Institute for Therapeutic Innovation, University of Florida, Lake Nona, Florida, USA.
Institute for Therapeutic Innovation, University of Florida, Lake Nona, Florida, USA
Antimicrob Agents Chemother. 2018 May 25;62(6). doi: 10.1128/AAC.02627-17. Print 2018 Jun.
Fosfomycin is the only expoxide antimicrobial and is currently under development in the United States as an intravenously administered product. We were interested in identifying the exposure indices most closely linked to its ability to kill bacterial cells and to suppress amplification of less susceptible subpopulations. We employed the hollow fiber infection model for this investigation and studied wild-type strain PAO1. Because of anticipated rapid resistance emergence, we shortened the study duration to 24 h but sampled the system more intensively. Doses of 12 and 18 g/day and schedules of daily administration, administration every 8 h, and administration by continuous infusion for each daily dose were studied. We measured fosfomycin concentrations (by liquid chromatography-tandem mass spectrometry), the total bacterial burden, and the burden of less susceptible isolates. We applied a mathematical model to all the data simultaneously. There was a rapid emergence of resistance with all doses and schedules. Prior to resistance emergence, an initial kill of 2 to 3 log(CFU/ml) was observed. The model demonstrated that the area under the concentration-time curve/MIC ratio was linked to total bacterial kill, while the time that the concentration remained above the MIC (or, equivalently, the minimum concentration/MIC ratio) was linked to resistance suppression. These findings were also seen in other investigations with ( systems) and (murine system). We conclude that for serious infections with high bacterial burdens, fosfomycin may be of value as a new therapeutic and may be optimized by administering the agent as a continuous or prolonged infusion or by use of a short dosing interval. For indications such as ventilator-associated bacterial pneumonia, it may be prudent to administer fosfomycin as part of a combination regimen.
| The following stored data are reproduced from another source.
//! SQL parameter types.

use serde::{Deserialize, Serialize};
use serde_json::Value as JsonValue;

/// A SQL parameter value.
#[derive(Clone, Debug, PartialEq, Serialize, Deserialize)]
pub enum SqlParam {
    /// NULL value
    Null,
    /// Boolean
    Bool(bool),
    /// 64-bit integer
    Int(i64),
    /// 64-bit float
    Float(f64),
    /// Text string
    Text(String),
    /// JSON/JSONB value
    Json(JsonValue),
    /// Timestamp
    Timestamp(chrono::DateTime<chrono::Utc>),
    /// Geometry/geography value, emitted as GeoJSON text for `ST_GeomFromGeoJSON`
    Geometry(geo_types::Geometry<f64>),
    /// Array of parameters
    Array(Vec<SqlParam>),
}

impl SqlParam {
    /// Create a text parameter.
    pub fn text(s: impl Into<String>) -> Self {
        Self::Text(s.into())
    }

    /// Create an integer parameter.
    pub fn int(n: i64) -> Self {
        Self::Int(n)
    }

    /// Create a JSON parameter.
    pub fn json(v: JsonValue) -> Self {
        Self::Json(v)
    }

    /// Check if this is a NULL value.
    pub fn is_null(&self) -> bool {
        matches!(self, Self::Null)
    }

    /// Get the PostgreSQL type name for this parameter.
    pub fn pg_type(&self) -> &'static str {
        match self {
            Self::Null => "unknown",
            Self::Bool(_) => "boolean",
            Self::Int(_) => "bigint",
            Self::Float(_) => "double precision",
            Self::Text(_) => "text",
            Self::Json(_) => "jsonb",
            Self::Timestamp(_) => "timestamptz",
            Self::Geometry(_) => "geometry",
            Self::Array(arr) => {
                if let Some(first) = arr.first() {
                    match first {
                        Self::Text(_) => "text[]",
                        Self::Int(_) => "bigint[]",
                        Self::Bool(_) => "boolean[]",
                        _ => "unknown[]",
                    }
                } else {
                    "text[]"
                }
            }
        }
    }
}

impl From<String> for SqlParam {
    fn from(s: String) -> Self {
        Self::Text(s)
    }
}

impl From<&str> for SqlParam {
    fn from(s: &str) -> Self {
        Self::Text(s.to_string())
    }
}

impl From<i32> for SqlParam {
    fn from(n: i32) -> Self {
        Self::Int(n as i64)
    }
}

impl From<i64> for SqlParam {
    fn from(n: i64) -> Self {
        Self::Int(n)
    }
}

impl From<f64> for SqlParam {
    fn from(n: f64) -> Self {
        Self::Float(n)
    }
}

impl From<bool> for SqlParam {
    fn from(b: bool) -> Self {
        Self::Bool(b)
    }
}

impl From<JsonValue> for SqlParam {
    fn from(v: JsonValue) -> Self {
        Self::Json(v)
    }
}

impl From<geo_types::Geometry<f64>> for SqlParam {
    fn from(g: geo_types::Geometry<f64>) -> Self {
        Self::Geometry(g)
    }
}

impl From<Vec<String>> for SqlParam {
    fn from(v: Vec<String>) -> Self {
        Self::Array(v.into_iter().map(SqlParam::Text).collect())
    }
}

impl<T: Into<SqlParam>> From<Option<T>> for SqlParam {
    fn from(opt: Option<T>) -> Self {
        match opt {
            Some(v) => v.into(),
            None => Self::Null,
        }
    }
}

#[cfg(test)]
mod tests {
    use super::*;

    #[test]
    fn test_sql_param_types() {
        assert_eq!(SqlParam::text("hello").pg_type(), "text");
        assert_eq!(SqlParam::int(42).pg_type(), "bigint");
        assert_eq!(SqlParam::Bool(true).pg_type(), "boolean");
        assert_eq!(SqlParam::Null.pg_type(), "unknown");
    }

    #[test]
    fn test_sql_param_from() {
        let p: SqlParam = "hello".into();
        assert!(matches!(p, SqlParam::Text(s) if s == "hello"));

        let p: SqlParam = 42i64.into();
        assert!(matches!(p, SqlParam::Int(42)));

        let p: SqlParam = None::<String>.into();
        assert!(p.is_null());
    }

    #[test]
    fn test_sql_param_geometry() {
        let point = geo_types::Geometry::Point(geo_types::Point::new(1.0, 2.0));
        let p: SqlParam = point.into();
        assert_eq!(p.pg_type(), "geometry");
    }
}
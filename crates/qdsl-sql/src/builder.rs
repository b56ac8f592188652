//! Core SQL fragment types shared by every emitter in the SQL translator.

use crate::param::SqlParam;
use std::fmt::Write;

/// A SQL fragment with its associated parameters.
///
/// This is the core type for building SQL queries safely. It maintains
/// a SQL string with parameter placeholders ($1, $2, etc.) and a vector
/// of parameter values.
#[derive(Clone, Debug, Default)]
pub struct SqlFragment {
    sql: String,
    params: Vec<SqlParam>,
}

impl SqlFragment {
    /// Create a new empty SQL fragment.
    pub fn new() -> Self {
        Self::default()
    }

    /// Create a SQL fragment from raw SQL (no parameters).
    ///
    /// # Warning
    ///
    /// Only use this for known-safe SQL strings (e.g., keywords, operators).
    /// Never use this with user input.
    pub fn raw(sql: impl Into<String>) -> Self {
        Self {
            sql: sql.into(),
            params: Vec::new(),
        }
    }

    /// Create a SQL fragment with a single parameter.
    pub fn param(value: impl Into<SqlParam>) -> Self {
        let mut frag = Self::new();
        frag.push_param(value);
        frag
    }

    /// Get the SQL string.
    pub fn sql(&self) -> &str {
        &self.sql
    }

    /// Get the parameters.
    pub fn params(&self) -> &[SqlParam] {
        &self.params
    }

    /// Get the current parameter count.
    pub fn param_count(&self) -> usize {
        self.params.len()
    }

    /// Check if the fragment is empty.
    pub fn is_empty(&self) -> bool {
        self.sql.is_empty()
    }

    /// Push raw SQL (no parameters).
    pub fn push(&mut self, sql: &str) -> &mut Self {
        self.sql.push_str(sql);
        self
    }

    /// Push a character.
    pub fn push_char(&mut self, c: char) -> &mut Self {
        self.sql.push(c);
        self
    }

    /// Push a parameter and its placeholder.
    pub fn push_param(&mut self, value: impl Into<SqlParam>) -> &mut Self {
        let param_num = self.params.len() + 1;
        write!(self.sql, "${}", param_num).unwrap();
        self.params.push(value.into());
        self
    }

    /// Push a typed parameter with explicit cast.
    pub fn push_typed_param(&mut self, value: impl Into<SqlParam>, pg_type: &str) -> &mut Self {
        let param_num = self.params.len() + 1;
        write!(self.sql, "${}::{}", param_num, pg_type).unwrap();
        self.params.push(value.into());
        self
    }

    /// Append another SQL fragment.
    ///
    /// This renumbers the parameters in the appended fragment to continue
    /// from the current count.
    pub fn append(&mut self, other: SqlFragment) -> &mut Self {
        let offset = self.params.len();

        // Renumber parameters in the other fragment
        let renumbered_sql = renumber_params(&other.sql, offset);
        self.sql.push_str(&renumbered_sql);
        self.params.extend(other.params);
        self
    }

    /// Append with a separator if not empty.
    pub fn append_sep(&mut self, sep: &str, other: SqlFragment) -> &mut Self {
        if !self.is_empty() && !other.is_empty() {
            self.push(sep);
        }
        self.append(other)
    }

    /// Join multiple fragments with a separator.
    pub fn join(sep: &str, fragments: impl IntoIterator<Item = SqlFragment>) -> Self {
        let mut result = Self::new();
        let mut first = true;

        for frag in fragments {
            if frag.is_empty() {
                continue;
            }
            if !first {
                result.push(sep);
            }
            result.append(frag);
            first = false;
        }

        result
    }

    /// Wrap in parentheses.
    pub fn parens(mut self) -> Self {
        self.sql = format!("({})", self.sql);
        self
    }

    /// Build the final SQL and parameters.
    pub fn build(self) -> (String, Vec<SqlParam>) {
        (self.sql, self.params)
    }
}

/// Renumber parameter placeholders in a SQL string.
fn renumber_params(sql: &str, offset: usize) -> String {
    let mut result = String::with_capacity(sql.len());
    let mut chars = sql.chars().peekable();

    while let Some(c) = chars.next() {
        if c == '$' {
            // Parse the parameter number
            let mut num_str = String::new();
            while let Some(&next) = chars.peek() {
                if next.is_ascii_digit() {
                    num_str.push(chars.next().unwrap());
                } else {
                    break;
                }
            }

            if let Ok(num) = num_str.parse::<usize>() {
                write!(result, "${}", num + offset).unwrap();
            } else {
                result.push('$');
                result.push_str(&num_str);
            }
        } else {
            result.push(c);
        }
    }

    result
}

/// Trait for types that can be converted to SQL fragments.
pub trait SqlBuilder {
    /// Build the SQL fragment for this type.
    fn build_sql(&self) -> SqlFragment;
}

impl SqlBuilder for SqlFragment {
    fn build_sql(&self) -> SqlFragment {
        self.clone()
    }
}

impl SqlBuilder for &str {
    fn build_sql(&self) -> SqlFragment {
        SqlFragment::raw(*self)
    }
}

impl SqlBuilder for String {
    fn build_sql(&self) -> SqlFragment {
        SqlFragment::raw(self.clone())
    }
}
磷霉素是唯一的环氧化物抗菌药物,目前正在美国开发为静脉内给药产品。我们有兴趣确定与杀死细菌细胞和抑制敏感性较低的亚群扩增能力最密切相关的暴露指数。我们为此研究采用了中空纤维感染模型,并研究了野生型菌株 PAO1。由于预期会迅速产生耐药性,我们将研究时间缩短至 24 小时,但更密集地采样系统。研究了每天 12 克和 18 克的剂量以及每天给药、每 8 小时给药和连续输注每个每日剂量的方案。我们测量了磷霉素浓度(通过液相色谱-串联质谱法)、总细菌负荷和敏感性较低分离物的负荷。我们同时对所有数据应用了数学模型。所有剂量和方案都迅速出现了耐药性。在耐药性出现之前,观察到初始杀灭 2 到 3 对数(CFU/ml)。该模型表明浓度-时间曲线下面积/MIC 比值与总细菌杀灭有关,而浓度保持在 MIC 以上的时间(或等效地,最小浓度/MIC 比值)与耐药性抑制有关。在其他使用 (系统)和 (鼠系统)的研究中也观察到了这些发现。我们的结论是,对于高细菌负荷的严重感染,磷霉素作为一种新的治疗方法可能具有价值,通过连续或延长输注或使用短的给药间隔来优化该药物的给药。对于呼吸机相关细菌性肺炎等适应症,作为联合治疗方案的一部分使用磷霉素可能是谨慎的。